We all know that the law does not always get it right and so, is it right to ignore the moral compass, or, perhaps more succinctly, is there a moral compass we can depend upon in business? It would seem that people push right up against the law and even break it when they think they can get away with it and patently ignore what is good for the consumer, or individual as a matter of course in our every day lives. This becomes the modus operandi of our world and we are existing within the parameters of the collateral outcomes…… Are we comfortable with this? Hmmm – here are the three areas where I happen to think about this happening often:
- Wall Street
- Medicine
- Food Supply
I will try to steer clear of the first two, because I try very hard to keep politics out of this blog – partly because politics often envelops me daily and I get a little crazy – and partly because I’d like to keep this blog on a somewhat focused and happy level. But, when it comes to Food Supply, I feel this is fair game here.

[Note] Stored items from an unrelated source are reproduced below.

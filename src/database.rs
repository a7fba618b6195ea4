// Licensed under the Apache License, Version 2.0 <LICENSE-APACHE or
// http://www.apache.org/licenses/LICENSE-2.0> or the MIT license
// <LICENSE-MIT or http://opensource.org/licenses/MIT>, at your
// option. This file may not be copied, modified, or distributed
// except according to those terms.

//! # Database Management
//!
//! SQLite storage for recipes and shopping lists. Recipes carry their
//! ingredients and tags as JSON columns; shopping lists persist their item
//! sequence the same way, keyed by conversation thread.
//!
//! Migrations are `CREATE TABLE IF NOT EXISTS` statements run at startup.

use crate::errors::{AppError, AppResult};
use crate::models::{DietType, Difficulty, Recipe, ShoppingItem, ShoppingList};
use chrono::{DateTime, Utc};
use sqlx::sqlite::SqlitePoolOptions;
use sqlx::{Row, SqlitePool};
use tracing::debug;

/// Filters for recipe search.
///
/// `query`, `diet_type`, and `max_prep_time` are applied in SQL; `tags`,
/// `max_cook_time`, and `servings` are applied to the fetched rows.
#[derive(Debug, Clone, Default)]
pub struct RecipeFilter {
    pub user_id: String,
    pub query: Option<String>,
    pub tags: Vec<String>,
    pub diet_type: Option<DietType>,
    pub max_prep_time: Option<i64>,
    pub max_cook_time: Option<i64>,
    pub servings: Option<i64>,
    pub limit: i64,
}

/// Database manager for recipe and shopping list storage
#[derive(Clone)]
pub struct Database {
    pool: SqlitePool,
}
// ABOUTME: MCP protocol message handlers for core protocol operations
// ABOUTME: Handles initialize, ping, tools/list, and tools/call dispatch
// Licensed under the Apache License, Version 2.0 <LICENSE-APACHE or
// http://www.apache.org/licenses/LICENSE-2.0> or the MIT license
// <LICENSE-MIT or http://opensource.org/licenses/MIT>, at your
// option. This file may not be copied, modified, or distributed
// except according to those terms.

//! # MCP Protocol Handlers
//!
//! Core MCP protocol message handling. `tools/call` responses embed tool
//! payloads (including structured failure payloads) as successful results;
//! only malformed protocol envelopes produce JSON-RPC errors.

use serde_json::json;
use std::sync::Arc;

use crate::constants::errors::{
    ERROR_INTERNAL_ERROR, ERROR_INVALID_PARAMS, ERROR_METHOD_NOT_FOUND,
};
use crate::constants::protocol::{mcp_protocol_version, server_name, SERVER_VERSION};
use crate::jsonrpc::{JsonRpcRequest, JsonRpcResponse};
use crate::mcp::resources::ServerResources;
use crate::mcp::schema::{InitializeResponse, ToolCall, ToolResponse};

/// MCP protocol handlers
pub struct ProtocolHandler;

impl ProtocolHandler {
    /// Route a parsed JSON-RPC request to its protocol handler.
    ///
    /// Returns `None` for notifications, which expect no response.
    pub async fn handle_request(
        request: JsonRpcRequest,
        resources: &Arc<ServerResources>,
    ) -> Option<JsonRpcResponse> {
        if request.is_notification() {
            // notifications/initialized and friends need no reply
            return None;
        }

        let response = match request.method.as_str() {
            "initialize" => Self::handle_initialize(&request),
            "ping" => Self::handle_ping(&request),
            "tools/list" => Self::handle_tools_list(&request, resources),
            "tools/call" => Self::handle_tools_call(request, resources).await,
            _ => Self::handle_unknown_method(&request),
        };
        Some(response)
    }

    /// Handle initialize request
    #[must_use]
    pub fn handle_initialize(request: &JsonRpcRequest) -> JsonRpcResponse {
        let init_response = InitializeResponse::new(
            mcp_protocol_version(),
            server_name(),
            SERVER_VERSION.to_owned(),
        );

        match serde_json::to_value(&init_response) {
            Ok(result) => JsonRpcResponse::success(request.id.clone(), result),
            Err(_) => JsonRpcResponse::error(
                request.id.clone(),
                ERROR_INTERNAL_ERROR,
                "Internal error",
            ),
        }
    }

    /// Handle ping request
    #[must_use]
    pub fn handle_ping(request: &JsonRpcRequest) -> JsonRpcResponse {
        JsonRpcResponse::success(request.id.clone(), json!({}))
    }

    /// Handle tools list request
    #[must_use]
    pub fn handle_tools_list(
        request: &JsonRpcRequest,
        resources: &Arc<ServerResources>,
    ) -> JsonRpcResponse {
        let tools = resources.executor.registry().tool_schemas();
        JsonRpcResponse::success(request.id.clone(), json!({ "tools": tools }))
    }

    /// Handle tools call request
    pub async fn handle_tools_call(
        request: JsonRpcRequest,
        resources: &Arc<ServerResources>,
    ) -> JsonRpcResponse {
        let request_id = request.id.clone();

        let call: ToolCall = match request
            .params
            .and_then(|params| serde_json::from_value(params).ok())
        {
            Some(call) => call,
            None => {
                return JsonRpcResponse::error(
                    request_id,
                    ERROR_INVALID_PARAMS,
                    "Invalid tool call parameters",
                );
            }
        };

        let args = call.arguments.unwrap_or_else(|| json!({}));
        let payload = resources.executor.execute(&call.name, &args).await;
        let tool_response = ToolResponse::from_result(&payload);

        match serde_json::to_value(&tool_response) {
            Ok(result) => JsonRpcResponse::success(request_id, result),
            Err(_) => {
                JsonRpcResponse::error(request_id, ERROR_INTERNAL_ERROR, "Internal error")
            }
        }
    }

    /// Handle unknown method request
    #[must_use]
    pub fn handle_unknown_method(request: &JsonRpcRequest) -> JsonRpcResponse {
        JsonRpcResponse::error(
            request.id.clone(),
            ERROR_METHOD_NOT_FOUND,
            format!("Unknown method: {}", request.method),
        )
    }
}
// ABOUTME: Application constants organized by domain
// ABOUTME: Protocol versions, tool names, JSON field names, and size limits
//
// SPDX-License-Identifier: MIT OR Apache-2.0
// Copyright (c) 2025 Chef MCP Contributors

//! Application constants grouped by domain.

/// Protocol constants for MCP and JSON-RPC
pub mod protocol {
    use std::env;

    /// Get MCP protocol version from environment or default
    #[must_use]
    pub fn mcp_protocol_version() -> String {
        env::var("MCP_PROTOCOL_VERSION").unwrap_or_else(|_| "2025-06-18".into())
    }

    /// JSON-RPC version (standard, not configurable)
    pub const JSONRPC_VERSION: &str = "2.0";

    /// Get server name from environment or default
    #[must_use]
    pub fn server_name() -> String {
        env::var("SERVER_NAME").unwrap_or_else(|_| "chef-mcp-server".into())
    }

    /// Server version from Cargo.toml
    pub const SERVER_VERSION: &str = env!("CARGO_PKG_VERSION");
}

/// Error codes for JSON-RPC and MCP protocols
pub mod errors {
    /// Parse error - invalid JSON
    pub const ERROR_PARSE: i32 = -32700;

    /// Invalid request - not a valid JSON-RPC envelope
    pub const ERROR_INVALID_REQUEST: i32 = -32600;

    /// Method not found
    pub const ERROR_METHOD_NOT_FOUND: i32 = -32601;

    /// Invalid parameters
    pub const ERROR_INVALID_PARAMS: i32 = -32602;

    /// Internal error
    pub const ERROR_INTERNAL_ERROR: i32 = -32603;

    /// Common error messages
    pub const MSG_METHOD_NOT_FOUND: &str = "Method not found";
    pub const MSG_INVALID_PARAMS: &str = "Invalid parameters";
    pub const MSG_INTERNAL_ERROR: &str = "Internal error";
}

/// Tool name constants
pub mod tools {
    /// Recipe search tool
    pub const RECIPE_FINDER: &str = "recipe_finder";

    /// Shopping list management tool
    pub const SHOPPING_LIST_MANAGER: &str = "shopping_list_manager";
}

/// JSON field name constants used across tool payloads
pub mod json_fields {
    /// Shopping list action selector
    pub const ACTION: &str = "action";
    /// Conversation thread identifier
    pub const THREAD_ID: &str = "thread_id";
    /// User identifier
    pub const USER_ID: &str = "user_id";
    /// Shopping item array
    pub const ITEMS: &str = "items";
    /// Free-text search query
    pub const QUERY: &str = "query";
    /// Recipe tag filter
    pub const TAGS: &str = "tags";
    /// Diet type filter
    pub const DIET_TYPE: &str = "diet_type";
    /// Preparation time ceiling in minutes
    pub const MAX_PREP_TIME: &str = "max_prep_time";
    /// Cooking time ceiling in minutes
    pub const MAX_COOK_TIME: &str = "max_cook_time";
    /// Servings floor
    pub const SERVINGS: &str = "servings";
    /// Result count limit
    pub const LIMIT: &str = "limit";
}

/// Size and throttling limits
pub mod limits {
    /// Maximum number of items a shopping list may hold
    pub const MAX_LIST_ITEMS: usize = 100;

    /// Recipe result cap for tool calls
    pub const RECIPE_SEARCH_LIMIT: i64 = 50;

    /// Default REST search result limit
    pub const DEFAULT_RECIPE_LIMIT: i64 = 10;

    /// Default rate limit: requests per window
    pub const DEFAULT_MAX_REQUESTS: u32 = 100;

    /// Default rate limit window in seconds
    pub const DEFAULT_WINDOW_SECS: i64 = 60;
}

Last week, I watched an episode of Bill Maher where, he had as a guest, the author of The Meat Racket, Christian Leonard. He spoke about how we really don’t want to know how our meat supply is produced. Then I saw a post which directly correlated the use of the pesticide Roundup with the rise in Gluten-intolerance. Then I saw an article in the NYT about chicken-farming standards being raised in California and how all chickens will want to live in California. Then I read about the Yoga Mat” chemical, azodicarbonamide being added to bread, and about 50 other items in our grocery stores. Then I remembered a discussion I heard on CNBC after CVS announced they were no longer going to sell cigarettes and how this was a dumb idea because it would hurt their profits. Then, I got to thinking about the plight of the Bees…… “Really?” – to all of these things! I found myself more than a little agitated at the coagulation of these issues in my little brain…….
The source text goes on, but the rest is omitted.